Take a single day. Not a particular significant one like your own birthday or an anniversary, just a random one that is just another date in the diary. I’ll choose one to start us off. Monday 22nd February. This year on Monday 22nd February 2021 worldwide, around 150,000 people died, and around 300,000 babies were born. Every birth and death will have an impact on at least say, 10 other relatives or friends - so just on Monday 22nd February 2021, at least 4,500,000 people would have been directly affected by a birth or a death and most likely have shed a tear. And the same on Tuesday. And again on Wednesday. Every week, every day, every hour and every minute, someone somewhere has something significant happening.
I picked Monday 22nd February as for me, this year, a lot seemed to be going on. My diary for that day in previous years normally has just one entry - ‘Jo’s birthday’. Jo is one of my longest standing school friends who I’ve known since I was 13. She makes me laugh, speaks a lot of sense when I am having a wallow, is generous and kind and one of the only people I know who got married to the same man twice. However, that date started jumping out at me over the last few weeks. I was messaging another friend a while back who told me she had to go into hospital for a serious operation on Monday 22nd. Mentally noted. The death just over 2 weeks ago of someone I’ve known since I was 16 didn’t come as a complete shock. As a part of the group of old friends, we knew he had terminal cancer and we knew he was near the end – but his funeral - which I couldn’t attend in person due to COVID restrictions - was set for Monday 22nd. Monday 22nd was the day another friend of mine had an appointment with a hospital specialist and the same day I had to break bad news to my boss about an old client of ours who had died in the early hours that morning. On a much lighter note, Monday 22nd was the date my lovely friend was to receive her first COVID vaccination; the day the daffs in our garden opened to wave their yellow bonnets at us and the day Boris was to outline how we would be finally lifted out of lockdown.

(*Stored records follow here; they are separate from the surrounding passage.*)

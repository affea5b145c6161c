//! Cart submission as an explicit state machine.
//!
//! ```text
//! Idle ─► BatchModern ─ok─────────────────────────────► Succeeded
//!             │ 404            │ other failure
//!             ▼                ▼
//!         BatchLegacy ─fail─► Individual ─all ok──────► Succeeded
//!             │ ok                 │ some failed ─────► Failed(Partial)
//!             ▼                    │ all failed
//!         Succeeded                ▼
//!                            QueryFallback ─issued────► Succeeded
//!                                          └─not issued► Failed(Total)
//! ```
//!
//! Transitions are pure functions of the stage outcome; [`CartSubmission`]
//! performs the I/O for each stage and feeds the outcome back in.

use std::collections::BTreeSet;
use std::fmt;

use builder_commerce::{ItemId, OrderLine};
use builder_data::{BatchEndpoint, CartApi, FetchError, Response};
use thiserror::Error;
use url::Url;

use crate::EngineError;

/// Query parameter of the fallback cart URL, repeated per line.
pub const ADD_TO_CART_PARAM: &str = "add-to-cart";

#[derive(Debug, Clone, Copy, PartialEq, Eq, Hash)]
pub enum SubmissionStage {
    BatchModern,
    BatchLegacy,
    Individual,
    QueryFallback,
}

impl SubmissionStage {
    pub fn as_str(&self) -> &'static str {
        match self {
            SubmissionStage::BatchModern => "batch",
            SubmissionStage::BatchLegacy => "legacy-batch",
            SubmissionStage::Individual => "individual",
            SubmissionStage::QueryFallback => "query-fallback",
        }
    }
}

impl fmt::Display for SubmissionStage {
    fn fmt(&self, f: &mut fmt::Formatter<'_>) -> fmt::Result {
        f.write_str(self.as_str())
    }
}

#[derive(Debug, Clone, PartialEq, Eq)]
pub enum SubmissionFailure {
    NothingSelected,
    Partial { failed: usize, total: usize },
    Total { reason: String },
}

impl SubmissionFailure {
    /// The error surfaced to the presentation layer.
    pub fn to_error(&self) -> EngineError {
        match self {
            SubmissionFailure::NothingSelected => EngineError::NothingSelected,
            SubmissionFailure::Partial { failed, total } => EngineError::PartialSubmissionFailure {
                failed: *failed,
                total: *total,
            },
            SubmissionFailure::Total { reason } => {
                EngineError::TotalSubmissionFailure(reason.clone())
            }
        }
    }

    /// User-facing message.
    pub fn message(&self) -> String {
        self.to_error().to_string()
    }
}

#[derive(Debug, Clone, PartialEq, Eq)]
pub enum SubmissionState {
    Idle,
    InStage(SubmissionStage),
    Succeeded { via: SubmissionStage },
    Failed(SubmissionFailure),
}

impl SubmissionState {
    /// First state of an attempt over `lines`.
    pub fn start(lines: &[OrderLine]) -> Self {
        if lines.is_empty() {
            SubmissionState::Failed(SubmissionFailure::NothingSelected)
        } else {
            SubmissionState::InStage(SubmissionStage::BatchModern)
        }
    }

    pub fn is_terminal(&self) -> bool {
        matches!(
            self,
            SubmissionState::Succeeded { .. } | SubmissionState::Failed(_)
        )
    }
}

/// How a batch stage ended.
#[derive(Debug, Clone, PartialEq, Eq)]
pub enum BatchOutcome {
    Accepted,
    /// The endpoint does not exist (404).
    EndpointMissing,
    Rejected(String),
}

impl BatchOutcome {
    pub fn classify(result: &Result<Response, FetchError>) -> Self {
        match result {
            Ok(response) if response.is_success() => BatchOutcome::Accepted,
            Ok(response) if response.is_not_found() => BatchOutcome::EndpointMissing,
            Ok(response) => BatchOutcome::Rejected(format!("status {}", response.status)),
            Err(e) => BatchOutcome::Rejected(e.to_string()),
        }
    }
}

/// Next state after a batch stage.
pub fn after_batch(stage: SubmissionStage, outcome: &BatchOutcome) -> SubmissionState {
    match (stage, outcome) {
        (_, BatchOutcome::Accepted) => SubmissionState::Succeeded { via: stage },
        (SubmissionStage::BatchModern, BatchOutcome::EndpointMissing) => {
            SubmissionState::InStage(SubmissionStage::BatchLegacy)
        }
        _ => SubmissionState::InStage(SubmissionStage::Individual),
    }
}

/// Next state after the individual stage, given how many of `total` lines failed.
pub fn after_individual(failed: usize, total: usize) -> SubmissionState {
    match failed {
        0 => SubmissionState::Succeeded {
            via: SubmissionStage::Individual,
        },
        n if n >= total => SubmissionState::InStage(SubmissionStage::QueryFallback),
        n => SubmissionState::Failed(SubmissionFailure::Partial { failed: n, total }),
    }
}

/// Next state after trying to issue the query fallback.
pub fn after_query_fallback(issued: Result<(), NavigationError>) -> SubmissionState {
    match issued {
        Ok(()) => SubmissionState::Succeeded {
            via: SubmissionStage::QueryFallback,
        },
        Err(e) => SubmissionState::Failed(SubmissionFailure::Total {
            reason: e.to_string(),
        }),
    }
}

/// The cart page URL with one `add-to-cart` parameter per line.
pub fn query_fallback_url(cart_url: &str, lines: &[OrderLine]) -> Result<String, NavigationError> {
    let mut url = Url::parse(cart_url)
        .map_err(|e| NavigationError(format!("invalid cart url {cart_url}: {e}")))?;
    {
        let mut query = url.query_pairs_mut();
        for line in lines {
            query.append_pair(ADD_TO_CART_PARAM, line.id.as_str());
        }
    }
    Ok(url.into())
}

#[derive(Error, Debug, Clone, PartialEq, Eq)]
#[error("navigation failed: {0}")]
pub struct NavigationError(pub String);

/// Moves the shopper to another page.
pub trait Navigator {
    fn navigate(&self, url: &str) -> Result<(), NavigationError>;
}

/// One submission attempt and how it ended.
#[derive(Debug, Clone, PartialEq, Eq)]
pub struct CartSubmissionAttempt {
    pub lines: Vec<OrderLine>,
    pub state: SubmissionState,
    /// Stages entered, in order.
    pub stages: Vec<SubmissionStage>,
    /// Items the individual stage could not add.
    pub failed_item_ids: BTreeSet<ItemId>,
    /// Page the shopper was sent to, if any.
    pub redirect: Option<String>,
}

impl CartSubmissionAttempt {
    pub fn new(lines: Vec<OrderLine>) -> Self {
        let state = SubmissionState::start(&lines);
        let stages = match state {
            SubmissionState::InStage(stage) => vec![stage],
            _ => Vec::new(),
        };
        Self {
            lines,
            state,
            stages,
            failed_item_ids: BTreeSet::new(),
            redirect: None,
        }
    }

    fn advance(&mut self, next: SubmissionState) {
        tracing::debug!(from = ?self.state, to = ?next, "submission transition");
        if let SubmissionState::InStage(stage) = next {
            self.stages.push(stage);
        }
        self.state = next;
    }

    pub fn is_succeeded(&self) -> bool {
        matches!(self.state, SubmissionState::Succeeded { .. })
    }

    pub fn failure(&self) -> Option<&SubmissionFailure> {
        match &self.state {
            SubmissionState::Failed(failure) => Some(failure),
            _ => None,
        }
    }

    pub fn error(&self) -> Option<EngineError> {
        self.failure().map(SubmissionFailure::to_error)
    }
}

/// Drives one attempt through the stages against a [`CartApi`].
pub struct CartSubmission<'a> {
    cart: &'a dyn CartApi,
    navigator: &'a dyn Navigator,
    cart_url: &'a str,
}

impl<'a> CartSubmission<'a> {
    pub fn new(cart: &'a dyn CartApi, navigator: &'a dyn Navigator, cart_url: &'a str) -> Self {
        Self {
            cart,
            navigator,
            cart_url,
        }
    }

    pub async fn run(&self, lines: Vec<OrderLine>) -> CartSubmissionAttempt {
        let mut attempt = CartSubmissionAttempt::new(lines);
        tracing::info!(lines = attempt.lines.len(), "submitting cart");

        while let SubmissionState::InStage(stage) = attempt.state {
            let next = self.run_stage(stage, &mut attempt).await;
            attempt.advance(next);
        }

        match &attempt.state {
            SubmissionState::Succeeded { via } => {
                tracing::info!(via = %via, "cart submission succeeded");
                if *via != SubmissionStage::QueryFallback {
                    match self.navigator.navigate(self.cart_url) {
                        Ok(()) => attempt.redirect = Some(self.cart_url.to_string()),
                        Err(e) => tracing::warn!(error = %e, "could not open the cart page"),
                    }
                }
            }
            SubmissionState::Failed(failure) => {
                tracing::warn!(?failure, "cart submission failed");
            }
            _ => {}
        }
        attempt
    }

    async fn run_stage(
        &self,
        stage: SubmissionStage,
        attempt: &mut CartSubmissionAttempt,
    ) -> SubmissionState {
        match stage {
            SubmissionStage::BatchModern | SubmissionStage::BatchLegacy => {
                let endpoint = if stage == SubmissionStage::BatchModern {
                    BatchEndpoint::Primary
                } else {
                    BatchEndpoint::Legacy
                };
                let result = self.cart.add_items(endpoint, &attempt.lines).await;
                let outcome = BatchOutcome::classify(&result);
                tracing::debug!(stage = %stage, ?outcome, "batch stage finished");
                after_batch(stage, &outcome)
            }
            SubmissionStage::Individual => {
                let mut failed = 0;
                for line in &attempt.lines {
                    let added = matches!(
                        self.cart.add_item(line).await,
                        Ok(ref response) if response.is_success()
                    );
                    if !added {
                        failed += 1;
                        attempt.failed_item_ids.insert(line.id.clone());
                    }
                }
                after_individual(failed, attempt.lines.len())
            }
            SubmissionStage::QueryFallback => {
                let issued = query_fallback_url(self.cart_url, &attempt.lines).and_then(|url| {
                    self.navigator.navigate(&url)?;
                    attempt.redirect = Some(url);
                    Ok(())
                });
                after_query_fallback(issued)
            }
        }
    }
}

Lots of emotions happening to a just a handful of people I know, on just that one day. Although I couldn’t attend the funeral on Monday, I watched the service via zoom and shed my share of tears as one my closest male buddies helped carry the wicker coffin for our dear departed mate. And I know as I sat there hunched over my laptop yet again, feeling rubbish as I couldn’t reach out and give him a hug – these everyday emotions of grief, loss, pain and joy are experienced all over the world by millions daily. The times I happily dance around the kitchen on a Friday evening celebrating the start of the weekend with a cheeky red; or elated because my sons have done something to make me super proud; there will be someone who has received some devasting health news or suffered domestic abuse from the hands of a so-called loved one.

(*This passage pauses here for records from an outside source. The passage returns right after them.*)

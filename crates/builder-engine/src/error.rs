//! Engine error types.

use builder_commerce::{CategoryKey, CommerceError, ItemId};
use builder_data::FetchError;
use thiserror::Error;

/// Everything the engine can report to the presentation layer.
///
/// None of these are fatal: the engine stays consistent and every
/// operation can be invoked again.
#[derive(Error, Debug, Clone, PartialEq, Eq)]
pub enum EngineError {
    /// Category fetch rejected or answered non-2xx.
    #[error("Failed to fetch {key}: {source}")]
    NetworkFailure { key: CategoryKey, source: FetchError },

    /// Submission attempted with no order lines.
    #[error("Please pick at least one component.")]
    NothingSelected,

    /// Some, not all, individual cart adds failed.
    #[error("{failed} item(s) could not be added.")]
    PartialSubmissionFailure { failed: usize, total: usize },

    /// Batch and individual stages exhausted and the fallback could not be issued.
    #[error("Could not add the build to the cart: {0}")]
    TotalSubmissionFailure(String),

    /// Item payload lacks identity fields or carries a malformed price.
    #[error("Invalid item: {0}")]
    InvalidItem(#[from] CommerceError),

    /// Out-of-stock items cannot be selected.
    #[error("Item {0} is out of stock")]
    OutOfStock(ItemId),

    /// A cart submission is already running.
    #[error("A cart submission is already in progress")]
    Busy,
}

impl EngineError {
    /// Conditions the user may retry by invoking the operation again.
    pub fn is_retryable(&self) -> bool {
        matches!(
            self,
            EngineError::NetworkFailure { .. }
                | EngineError::PartialSubmissionFailure { .. }
                | EngineError::TotalSubmissionFailure(_)
                | EngineError::Busy
        )
    }
}

#[cfg(test)]
mod tests {
    use super::*;

    #[test]
    fn test_partial_failure_message() {
        let err = EngineError::PartialSubmissionFailure { failed: 2, total: 5 };
        assert_eq!(err.to_string(), "2 item(s) could not be added.");
        assert!(err.is_retryable());
    }

    #[test]
    fn test_invalid_item_is_not_retryable() {
        let err: EngineError = CommerceError::MissingField("id").into();
        assert!(!err.is_retryable());
        assert_eq!(err.to_string(), "Invalid item: Item missing required field: id");
    }
}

I have been thinking about what another friend said to me over the weekend - that you really never know what is going on behind other people’s closed doors. It was something she always tells her children as she herself has had to confront some tricky times over the years. Some really huge deal could be happening with people close to you and you really would never know. I hid my general anxiety disorder for a long time behind smiles, being silly and ‘I’m fines’. When I eventually opened up, most people – close friends as well - just had no idea. And the amount of ‘me too’ in response to my coming out as it were, is testament to the level of anxiety and mental health issues that are out there, many people hiding their fears as I did. But the statement is true - we really do not know what is going on behind closed doors and should remember this as we live each day. I’ve written about judgement and kindness in earlier blogs – how we shouldn’t jump to conclusions and judge people without knowing the whole story. How the guy who cuts you up in the car at a roundabout may be rushing to visit his dying mother in hospital; or the surly girl behind the checkout at Tesco may have just been dumped.

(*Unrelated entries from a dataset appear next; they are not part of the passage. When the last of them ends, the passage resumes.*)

//! Logging configuration using tracing.
//!
//! WARN and ERROR events go to stderr, everything else to stdout. At INFO
//! and above events are also kept in the in-memory [`LogBuffer`] served by
//! `/logs`.

use crate::logs::{layer::LogBufferLayer, LogBuffer};
use std::sync::Arc;
use tracing::Level;
use tracing_subscriber::fmt::writer::{MakeWriter, MakeWriterExt, OrElse, WithMaxLevel};
use tracing_subscriber::{layer::SubscriberExt, util::SubscriberInitExt, EnvFilter};

/// Initialize logging with the specified level, mirroring events into `buffer`
pub fn init(level: &str, buffer: Arc<LogBuffer>) -> anyhow::Result<()> {
    let filter = EnvFilter::try_from_default_env()
        .or_else(|_| EnvFilter::try_new(level))
        .unwrap_or_else(|_| EnvFilter::new("info"));

    tracing_subscriber::registry()
        .with(filter)
        .with(tracing_subscriber::fmt::layer().with_writer(split_by_level(
            std::io::stderr,
            std::io::stdout,
        )))
        .with(LogBufferLayer::new(buffer))
        .try_init()?;

    Ok(())
}

/// Route WARN and ERROR to `errors`, the rest to `rest`
fn split_by_level<E, O>(errors: E, rest: O) -> OrElse<WithMaxLevel<E>, O>
where
    E: for<'w> MakeWriter<'w>,
    O: for<'w> MakeWriter<'w>,
{
    errors.with_max_level(Level::WARN).or_else(rest)
}

#[cfg(test)]
mod tests {
    use super::*;
    use std::io::{self, Write};
    use std::sync::Mutex;

    #[derive(Clone, Default)]
    struct Captured(Arc<Mutex<Vec<u8>>>);

    impl Captured {
        fn text(&self) -> String {
            String::from_utf8_lossy(&self.0.lock().unwrap()).to_string()
        }
    }

    impl Write for Captured {
        fn write(&mut self, buf: &[u8]) -> io::Result<usize> {
            self.0.lock().unwrap().extend_from_slice(buf);
            Ok(buf.len())
        }

        fn flush(&mut self) -> io::Result<()> {
            Ok(())
        }
    }

    #[test]
    fn test_errors_and_warnings_go_to_their_own_stream() {
        let errors = Captured::default();
        let rest = Captured::default();

        let err_sink = errors.clone();
        let out_sink = rest.clone();
        let layer = tracing_subscriber::fmt::layer()
            .with_ansi(false)
            .with_writer(split_by_level(move || err_sink.clone(), move || out_sink.clone()));
        let subscriber = tracing_subscriber::registry().with(layer);

        tracing::subscriber::with_default(subscriber, || {
            tracing::info!("[list] ok count=1");
            tracing::warn!("[auth] open");
            tracing::error!("[delete] error: gone");
        });

        let errors = errors.text();
        let rest = rest.text();
        assert!(errors.contains("[auth] open"));
        assert!(errors.contains("[delete] error: gone"));
        assert!(!errors.contains("[list] ok"));
        assert!(rest.contains("[list] ok count=1"));
        assert!(!rest.contains("[delete]"));
    }
}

I took the dog out for a Long Walk and a Big Think after the funeral on Monday and I must say, with my furrowed brow and sternly set face caught up in my own memories – anyone seeing me stomping up the lane, ignoring anyone coming the other way, would have just clocked me as a rude and grumpy old bat, without knowing at all about the rollercoaster of emotions I had gone through just that day. Anger at the virus. Sad our friend died so young. Relief his suffering was over. Sorry for his wife and girls he left behind. Uselessness at not being able to reach out to my friends. Comfort with the memories I have. Excitement there is an end in sight of the UK lockdown. Pure elation that the boys get to start back to school soon. Happy for Jo’s eleventy-twelfth birthday. Cheered by the sight of the Spring bulbs a-springing. And hope for us all with the vaccine roll-out.
All emotions that make up A Day in the Life.
Which, by the way, is one of my favourite Beatles’ songs and brings me joy every time I hear it.